__Task to complete__.
Please start at the first line of the records beneath and quote each line exactly, ending with the line containing "let guard = self.gate.clone().lock_owned().await;".

(Saved data entries)
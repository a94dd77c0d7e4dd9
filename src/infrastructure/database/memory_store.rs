//! In-process record store.
//!
//! Transactions are serialized: `begin` waits until the previous transaction
//! has committed or been dropped, which gives serializable isolation. Writes
//! are buffered and applied in one step on commit.

use std::collections::HashMap;
use std::sync::Arc;

use async_trait::async_trait;
use parking_lot::RwLock;
use serde_json::Value;
use tokio::sync::{Mutex, OwnedMutexGuard};

use super::unit_of_work::{StoreTransaction, UnitOfWork};
use crate::shared::error::AppError;

type RecordKey = (String, String);

/// Record store kept in memory. Clones share the same records.
#[derive(Clone, Default)]
pub struct MemoryStore {
    records: Arc<RwLock<HashMap<RecordKey, Value>>>,
    gate: Arc<Mutex<()>>,
}

impl MemoryStore {
    pub fn new() -> Self {
        Self::default()
    }

    /// Read a committed record outside of any transaction.
    pub fn committed(&self, collection: &str, key: &str) -> Option<Value> {
        self.records
            .read()
            .get(&(collection.to_string(), key.to_string()))
            .cloned()
    }

    /// Number of committed records.
    pub fn len(&self) -> usize {
        self.records.read().len()
    }

    pub fn is_empty(&self) -> bool {
        self.records.read().is_empty()
    }
}

#[async_trait]
impl UnitOfWork for MemoryStore {
    async fn begin(&self) -> Result<Box<dyn StoreTransaction>, AppError> {
        let guard = self.gate.clone().lock_owned().await;
        Ok(Box::new(MemoryTransaction {
            records: self.records.clone(),
            writes: HashMap::new(),
            _guard: guard,
        }))
    }
}

struct MemoryTransaction {
    records: Arc<RwLock<HashMap<RecordKey, Value>>>,
    /// `None` marks a delete
    writes: HashMap<RecordKey, Option<Value>>,
    _guard: OwnedMutexGuard<()>,
}

#[async_trait]
impl StoreTransaction for MemoryTransaction {
    async fn get(&mut self, collection: &str, key: &str) -> Result<Option<Value>, AppError> {
        let record_key = (collection.to_string(), key.to_string());
        if let Some(pending) = self.writes.get(&record_key) {
            return Ok(pending.clone());
        }
        Ok(self.records.read().get(&record_key).cloned())
    }

    async fn put(&mut self, collection: &str, key: &str, value: Value) -> Result<(), AppError> {
        self.writes
            .insert((collection.to_string(), key.to_string()), Some(value));
        Ok(())
    }

    async fn delete(&mut self, collection: &str, key: &str) -> Result<(), AppError> {
        self.writes
            .insert((collection.to_string(), key.to_string()), None);
        Ok(())
    }

    async fn commit(self: Box<Self>) -> Result<(), AppError> {
        let MemoryTransaction { records, writes, _guard } = *self;
        let mut records = records.write();
        for (key, value) in writes {
            match value {
                Some(value) => {
                    records.insert(key, value);
                }
                None => {
                    records.remove(&key);
                }
            }
        }
        Ok(())
    }

    async fn rollback(self: Box<Self>) -> Result<(), AppError> {
        Ok(())
    }
}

__Output for this task__.
repository a94dd77c0d7e4dd9
filename src/infrastructure/database/memory_store.rs
//! In-process record store.
//!
//! Transactions are serialized: `begin` waits until the previous transaction
//! has committed or been dropped, which gives serializable isolation. Writes
//! are buffered and applied in one step on commit.

use std::collections::HashMap;
use std::sync::Arc;

use async_trait::async_trait;
use parking_lot::RwLock;
use serde_json::Value;
use tokio::sync::{Mutex, OwnedMutexGuard};

use super::unit_of_work::{StoreTransaction, UnitOfWork};
use crate::shared::error::AppError;

type RecordKey = (String, String);

/// Record store kept in memory. Clones share the same records.
#[derive(Clone, Default)]
pub struct MemoryStore {
    records: Arc<RwLock<HashMap<RecordKey, Value>>>,
    gate: Arc<Mutex<()>>,
}

impl MemoryStore {
    pub fn new() -> Self {
        Self::default()
    }

    /// Read a committed record outside of any transaction.
    pub fn committed(&self, collection: &str, key: &str) -> Option<Value> {
        self.records
            .read()
            .get(&(collection.to_string(), key.to_string()))
            .cloned()
    }

    /// Number of committed records.
    pub fn len(&self) -> usize {
        self.records.read().len()
    }

    pub fn is_empty(&self) -> bool {
        self.records.read().is_empty()
    }
}

#[async_trait]
impl UnitOfWork for MemoryStore {
    async fn begin(&self) -> Result<Box<dyn StoreTransaction>, AppError> {
        let guard = self.gate.clone().lock_owned().await;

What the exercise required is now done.